When her anxiety acts in a stage, Smith refers to as a “big slip up,” she takes Clonazepam and Lexapro together daily.
“A big slip up is when I am anxious everyday and I can not control my anxiety,” Smith said. “Being anxious is being nervous times 100.”
Herbert stressed the significance of college as a time of drastic life change.
Although many high school students live with anxious tendencies prior to college, it is not until they face the daily stresses of living away from home, breaking up with a boyfriend or girlfriend on campus or having a heavy class load will actual anxiety enter the picture.
Anxiety is extremely troublesome to the growth of 18 to 24 year olds, in what Herbert calls an important socially developing time.
“College is the last opportunity to face certain social challenges before the so-called real world,” Herbert said.
Herbert specializes in cognitive-behavior therapy or exposure therapy. The psychology method is well recognized in the Philadelphia area. Former University of Pennsylvania professor of psychology, Aaron T. Beck, popularized the therapy method.
Although cognitive-behavior therapy proves to be extremely effective other anxiety medications and therapies are available upon examination by a physician.

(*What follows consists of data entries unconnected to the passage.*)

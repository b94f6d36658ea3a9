//! Squashfs image builder: a thin wrapper around `mksquashfs`, used by the
//! `iso` image format (spec §4.5.6: `mksquashfs` the rootfs with
//! `xz/x86/1M`).

use crate::process::Cmd;
use anyhow::Result;
use std::path::Path;

/// Options for building a squashfs image.
#[derive(Debug, Clone)]
pub struct SquashfsOptions<'a> {
    /// Compression algorithm (gzip, zstd, xz, lzo, lz4).
    pub compression: &'a str,

    /// Block size (e.g., "128K", "256K", "512K", "1M").
    pub block_size: &'a str,

    /// Whether to include extended attributes.
    pub xattrs: bool,
}

impl Default for SquashfsOptions<'_> {
    fn default() -> Self {
        Self {
            compression: "xz",
            block_size: "1M",
            xattrs: false,
        }
    }
}

/// Build a squashfs image from a directory.
///
/// # Example
///
/// ```rust,ignore
/// use ldf_engine::artifact::squashfs::{build_squashfs, SquashfsOptions};
/// use std::path::Path;
///
/// let options = SquashfsOptions::default();
/// build_squashfs(Path::new("staging/"), Path::new("output/filesystem.squashfs"), &options)?;
/// ```
pub fn build_squashfs(source_dir: &Path, output: &Path, options: &SquashfsOptions) -> Result<()> {
    if output.exists() {
        std::fs::remove_file(output)?;
    }
    if let Some(parent) = output.parent() {
        std::fs::create_dir_all(parent)?;
    }

    let mut cmd = Cmd::new("mksquashfs")
        .arg_path(source_dir)
        .arg_path(output)
        .args(["-comp", options.compression])
        .args(["-b", options.block_size]);

    if !options.xattrs {
        cmd = cmd.arg("-no-xattrs");
    }

    cmd.error_msg("mksquashfs failed. Install squashfs-tools.")
        .run()?;

    Ok(())
}

#[cfg(test)]
mod tests {
    use super::*;

    #[test]
    fn default_options_match_iso_format_spec() {
        let options = SquashfsOptions::default();
        assert_eq!(options.compression, "xz");
        assert_eq!(options.block_size, "1M");
        assert!(!options.xattrs);
    }
}
//! Container backend executors: one generic [`ContainerExecutor`]
//! parameterized by a [`ContainerBackend`] tag rather than three near-
//! identical structs, per spec §9's note on avoiding deep trait
//! hierarchies for per-variant dispatch.

use super::{Executor, Mount, OutputSink, RunOptions, RunResult, RuntimeType};
use crate::process::Cmd;
use anyhow::Result;

#[derive(Debug, Clone, Copy, PartialEq, Eq)]
pub enum ContainerBackend {
    Podman,
    Docker,
    Nerdctl,
}

impl ContainerBackend {
    fn binary(&self) -> &'static str {
        match self {
            ContainerBackend::Podman => "podman",
            ContainerBackend::Docker => "docker",
            ContainerBackend::Nerdctl => "nerdctl",
        }
    }

    fn runtime_type(&self) -> RuntimeType {
        match self {
            ContainerBackend::Podman => RuntimeType::Podman,
            ContainerBackend::Docker => RuntimeType::Docker,
            ContainerBackend::Nerdctl => RuntimeType::Nerdctl,
        }
    }
}

pub struct ContainerExecutor {
    backend: ContainerBackend,
    default_image: String,
}

impl ContainerExecutor {
    pub fn new(backend: ContainerBackend, default_image: String) -> Self {
        ContainerExecutor {
            backend,
            default_image,
        }
    }

    fn mount_flag(mount: &Mount) -> String {
        let mode = if mount.read_only { "ro" } else { "rw" };
        format!(
            "{}:{}:{}",
            mount.source.display(),
            mount.target.display(),
            mode
        )
    }
}

impl Executor for ContainerExecutor {
    fn run(&self, opts: RunOptions) -> Result<RunResult> {
        let image = opts.image.clone().unwrap_or_else(|| self.default_image.clone());

        let mut cmd = Cmd::new(self.backend.binary()).args(["run", "--rm"]);

        if opts.privileged {
            cmd = cmd.arg("--privileged");
        }
        if let Some(platform) = &opts.platform {
            cmd = cmd.args(["--platform", platform]);
        }
        if let Some(work_dir) = &opts.work_dir {
            cmd = cmd.arg("-w").arg_path(work_dir);
        }
        for mount in &opts.mounts {
            cmd = cmd.args(["-v", &Self::mount_flag(mount)]);
        }
        for (key, value) in &opts.env {
            cmd = cmd.args(["-e", &format!("{key}={value}")]);
        }

        cmd = cmd.arg(&image);
        cmd = cmd.args(&opts.command);
        cmd = cmd.error_msg(format!(
            "{} run failed for image '{}'",
            self.backend.binary(),
            image
        ));

        match (&opts.stdout, &opts.stderr) {
            (OutputSink::Inherit, _) | (_, OutputSink::Inherit) => {
                cmd.run_interactive()?;
                Ok(RunResult::default())
            }
            _ => {
                let result = cmd.run()?;
                Ok(RunResult {
                    stdout: result.stdout,
                    stderr: result.stderr,
                })
            }
        }
    }

    fn is_available(&self) -> bool {
        Cmd::new("which")
            .arg(self.backend.binary())
            .allow_fail()
            .run()
            .map(|r| r.success())
            .unwrap_or(false)
    }

    fn builder_image_exists(&self) -> Result<bool> {
        let result = Cmd::new(self.backend.binary())
            .args(["image", "exists"])
            .arg(&self.default_image)
            .allow_fail()
            .run()?;
        Ok(result.success())
    }

    fn default_image(&self) -> &str {
        &self.default_image
    }

    fn runtime_type(&self) -> RuntimeType {
        self.backend.runtime_type()
    }
}

#[cfg(test)]
mod tests {
    use super::*;

    #[test]
    fn mount_flag_formats_read_only() {
        let mount = Mount {
            source: "/host/src".into(),
            target: "/build/src".into(),
            read_only: true,
        };
        assert_eq!(
            ContainerExecutor::mount_flag(&mount),
            "/host/src:/build/src:ro"
        );
    }

    #[test]
    fn runtime_type_matches_backend() {
        let executor = ContainerExecutor::new(ContainerBackend::Podman, "img".into());
        assert_eq!(executor.runtime_type(), RuntimeType::Podman);
        assert!(executor.runtime_type().is_container_runtime());
    }
}
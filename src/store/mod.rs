//! The object store abstraction (spec §6): an opaque, content-addressable
//! blob store consumed through `Upload`/`Download`/`Exists`/`List`, with an
//! optional `LocalPathResolver` capability a backend can expose to let the
//! engine symlink instead of copy.

pub mod local;
pub mod traits;

pub use local::LocalObjectStore;
pub use traits::{ObjectMeta, ObjectStore};
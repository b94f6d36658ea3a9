//! CPIO archive creation for initramfs.
//!
//! Provides utilities for creating compressed cpio archives
//! used as initramfs images.

use anyhow::Result;
use std::path::Path;

use crate::process::shell;

/// Build a compressed cpio archive from a directory.
///
/// Creates a gzip-compressed cpio archive in newc format, suitable for
/// use as a Linux initramfs.
///
/// # Arguments
///
/// * `root` - Directory containing the initramfs contents
/// * `output` - Path for the output .cpio.gz file
/// * `gzip_level` - Gzip compression level (1-9, higher = smaller but slower)
///
/// # Example
///
/// ```rust,ignore
/// use distro_builder::artifact::cpio::build_cpio;
/// use std::path::Path;
///
/// build_cpio(
///     Path::new("/tmp/initramfs-root"),
///     Path::new("/tmp/initramfs.cpio.gz"),
///     6,
/// )?;
/// ```
pub fn build_cpio(root: &Path, output: &Path, gzip_level: u32) -> Result<()> {
    // Use find + cpio to create the archive
    // - find . -print0: List all files with null separator (handles special chars)
    // - cpio --null -o -H newc: Create archive in newc format (required for Linux initramfs)
    // - gzip -N: Compress with specified level
    let cpio_cmd = format!(
        "cd {} && find . -print0 | cpio --null -o -H newc 2>/dev/null | gzip -{} > {}",
        root.display(),
        gzip_level,
        output.display()
    );

    shell(&cpio_cmd)?;

    Ok(())
}

#[cfg(test)]
mod tests {
    use super::*;
    use std::fs;
    use tempfile::TempDir;

    #[test]
    fn test_build_cpio() {
        let temp = TempDir::new().unwrap();
        let root = temp.path().join("root");
        let output = temp.path().join("test.cpio.gz");

        // Create a simple directory structure
        fs::create_dir_all(root.join("bin")).unwrap();
        fs::write(root.join("bin/test"), "#!/bin/sh\necho hello\n").unwrap();
        fs::write(root.join("init"), "#!/bin/sh\nexec /bin/sh\n").unwrap();

        // Build the cpio archive
        build_cpio(&root, &output, 6).unwrap();

        // Verify output exists and has content
        assert!(output.exists());
        assert!(fs::metadata(&output).unwrap().len() > 0);
    }
}
//! Filesystem-operation helpers used by the Assemble stage (directories,
//! files, users/groups, OpenRC service enabling) plus the [`Executor`]
//! abstraction over isolated command execution (container backends or
//! host-direct/chroot, spec §4.1).

pub mod chroot;
pub mod container;
pub mod directories;
pub mod files;
pub mod openrc;
pub mod users;

use std::io::Write;

// ───────────────────────────────────────────────────────────────────────────
// The Executor abstraction (spec §4.1)
// ───────────────────────────────────────────────────────────────────────────

/// One requested bind mount: `source` (host path) → `target` (container or
/// sysroot-relative path).
#[derive(Debug, Clone)]
pub struct Mount {
    pub source: std::path::PathBuf,
    pub target: std::path::PathBuf,
    pub read_only: bool,
}

/// Where captured stdout/stderr should go. `Capture` is used by stages that
/// need to parse output (the Compile container path's `[NN%]` progress
/// markers); `Inherit` streams directly to the parent process the way the
/// teacher's `run_interactive` does for long builds.
pub enum OutputSink {
    Capture,
    Inherit,
}

/// Options for a single `Executor::run` invocation (spec §4.1; the
/// authoritative option shape per spec §9's Open Question resolution:
/// `platform`, `stdout`, `stderr` live here, not on a separate
/// `ContainerRuntime` variant).
pub struct RunOptions {
    pub image: Option<String>,
    pub platform: Option<String>,
    pub mounts: Vec<Mount>,
    pub env: std::collections::BTreeMap<String, String>,
    pub command: Vec<String>,
    pub work_dir: Option<std::path::PathBuf>,
    pub privileged: bool,
    pub stdout: OutputSink,
    pub stderr: OutputSink,
}

impl Default for RunOptions {
    fn default() -> Self {
        RunOptions {
            image: None,
            platform: None,
            mounts: Vec::new(),
            env: std::collections::BTreeMap::new(),
            command: Vec::new(),
            work_dir: None,
            privileged: false,
            stdout: OutputSink::Capture,
            stderr: OutputSink::Capture,
        }
    }
}

/// Result of a completed `Run`, with output captured whenever the
/// corresponding sink was `Capture`.
#[derive(Debug, Clone, Default)]
pub struct RunResult {
    pub stdout: String,
    pub stderr: String,
}

#[derive(Debug, Clone, Copy, PartialEq, Eq)]
pub enum RuntimeType {
    Podman,
    Docker,
    Nerdctl,
    Chroot,
}

impl RuntimeType {
    pub fn is_container_runtime(&self) -> bool {
        !matches!(self, RuntimeType::Chroot)
    }
}

/// Uniform contract over the four backends (spec §4.1). Stages do not know
/// whether they are in a container or on the host; the compile stage is the
/// one stage that branches on `runtime_type().is_container_runtime()`.
pub trait Executor: Send + Sync {
    fn run(&self, opts: RunOptions) -> anyhow::Result<RunResult>;
    fn is_available(&self) -> bool;
    fn builder_image_exists(&self) -> anyhow::Result<bool>;
    fn default_image(&self) -> &str;
    fn runtime_type(&self) -> RuntimeType;
}

/// Construct the `Executor` for a build environment's configured runtime
/// (spec §4.3 "construct the Executor").
pub fn build_executor(
    runtime: crate::config::ContainerRuntime,
    container_image: String,
) -> Box<dyn Executor> {
    use crate::config::ContainerRuntime;
    match runtime {
        ContainerRuntime::Podman => Box::new(container::ContainerExecutor::new(
            container::ContainerBackend::Podman,
            container_image,
        )),
        ContainerRuntime::Docker => Box::new(container::ContainerExecutor::new(
            container::ContainerBackend::Docker,
            container_image,
        )),
        ContainerRuntime::Nerdctl => Box::new(container::ContainerExecutor::new(
            container::ContainerBackend::Nerdctl,
            container_image,
        )),
        ContainerRuntime::Chroot => Box::new(chroot::ChrootExecutor::new()),
    }
}

pub(crate) fn sink_output(result: &crate::process::CommandResult, out: &mut dyn Write) {
    let _ = out.write_all(result.stdout.as_bytes());
}
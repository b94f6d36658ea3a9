//! The data model threaded through the build engine: the declarative
//! distribution config supplied by the caller, the persisted job/stage/log
//! rows the manager and worker maintain, and the internal, per-job
//! [`env::BuildEnvironment`] and [`crate::context::StageContext`].
//!
//! These are plain data types (`Debug`, `Clone`, `Serialize`/`Deserialize`
//! where they cross a storage or wire boundary) with no behavior of their
//! own; the behavior lives in the stages, the planner, and the kernel
//! config service that operate on them.

pub mod distribution;
pub mod env;
pub mod job;

pub use distribution::{BoardProfile, Distribution, DistributionConfig, DistributionStatus};
pub use env::{BuildEnvironment, QemuSupport, Toolchain};
pub use job::{
    BuildJob, BuildLogEntry, BuildStage, Component, DownloadJob, ImageFormat, JobStatus, LogLevel,
    ResolvedComponent, StageName, StageStatus, TargetArch,
};
//! Trait shapes for the relational store. Modeled as traits (rather than a
//! concrete database client) so the engine compiles and is testable
//! standalone; the production adapters are out of scope (spec §1).

use crate::model::{
    BoardProfile, BuildJob, BuildLogEntry, Component, DistributionStatus, DownloadJob, JobStatus,
    LogLevel, StageName, StageStatus,
};
use anyhow::Result;

pub trait BuildJobRepository: Send + Sync {
    fn create(&self, job: BuildJob) -> Result<()>;
    fn get_by_id(&self, id: &str) -> Result<Option<BuildJob>>;
    fn list_pending(&self) -> Result<Vec<BuildJob>>;

    fn mark_started(&self, id: &str) -> Result<()>;
    fn update_stage(&self, id: &str, stage: StageName, progress_percent: u8) -> Result<()>;
    fn update_stage_status(&self, id: &str, stage: StageName, status: StageStatus) -> Result<()>;
    fn mark_stage_completed(&self, id: &str, stage: StageName, duration_ms: u64) -> Result<()>;
    fn mark_stage_failed(&self, id: &str, stage: StageName, message: &str) -> Result<()>;

    fn append_log(&self, entry: BuildLogEntry) -> Result<()>;

    fn mark_completed(
        &self,
        id: &str,
        artifact_path: &str,
        artifact_checksum: &str,
        artifact_size: u64,
    ) -> Result<()>;
    fn mark_failed(&self, id: &str, stage: StageName, message: &str) -> Result<()>;
    /// Idempotent: a no-op on a job that is already terminal (spec §5
    /// Cancellation).
    fn mark_cancelled(&self, id: &str) -> Result<()>;
    fn increment_retry(&self, id: &str) -> Result<u32>;
}

pub trait DistributionRepository: Send + Sync {
    fn update_status(&self, id: &str, status: DistributionStatus, error: Option<&str>)
        -> Result<()>;
}

pub trait ComponentRepository: Send + Sync {
    fn find_by_name(&self, name: &str) -> Result<Option<Component>>;
}

pub trait SourceRepository: Send + Sync {
    /// Direct storage probe fallback used by Resolve step 4 when no
    /// completed download job exists for a component.
    fn find_source_id(&self, component_id: &str) -> Result<Option<String>>;
}

pub trait DownloadJobRepository: Send + Sync {
    fn find_completed(&self, component_id: &str, version: &str) -> Result<Option<DownloadJob>>;
}

pub trait BoardProfileRepository: Send + Sync {
    fn get_by_id(&self, id: &str) -> Result<Option<BoardProfile>>;
}

pub(crate) fn info_log(build_id: &str, stage: StageName, message: impl Into<String>) -> BuildLogEntry {
    log_entry(build_id, stage, LogLevel::Info, message)
}

pub(crate) fn warn_log(build_id: &str, stage: StageName, message: impl Into<String>) -> BuildLogEntry {
    log_entry(build_id, stage, LogLevel::Warn, message)
}

pub(crate) fn error_log(build_id: &str, stage: StageName, message: impl Into<String>) -> BuildLogEntry {
    log_entry(build_id, stage, LogLevel::Error, message)
}

fn log_entry(
    build_id: &str,
    stage: StageName,
    level: LogLevel,
    message: impl Into<String>,
) -> BuildLogEntry {
    BuildLogEntry {
        build_id: build_id.to_string(),
        stage,
        level,
        message: message.into(),
        created_at: time::OffsetDateTime::now_utc(),
    }
}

Anxiety patients may prefer insight-oriented therapy as Herbert describes, “gaining insight into your problems is therapeutic.”
Other students facing anxiety like Smith favor medication to decrease their anxiety.
Whatever the case, anxiety affects people around the world. The described treatments each reach to relieve and diminish anxiety.
“You learn how to live with it,” Smith said. “I have had anxiety my entire life. You cope with it, you stay away from problem areas and you survive one day at a time.”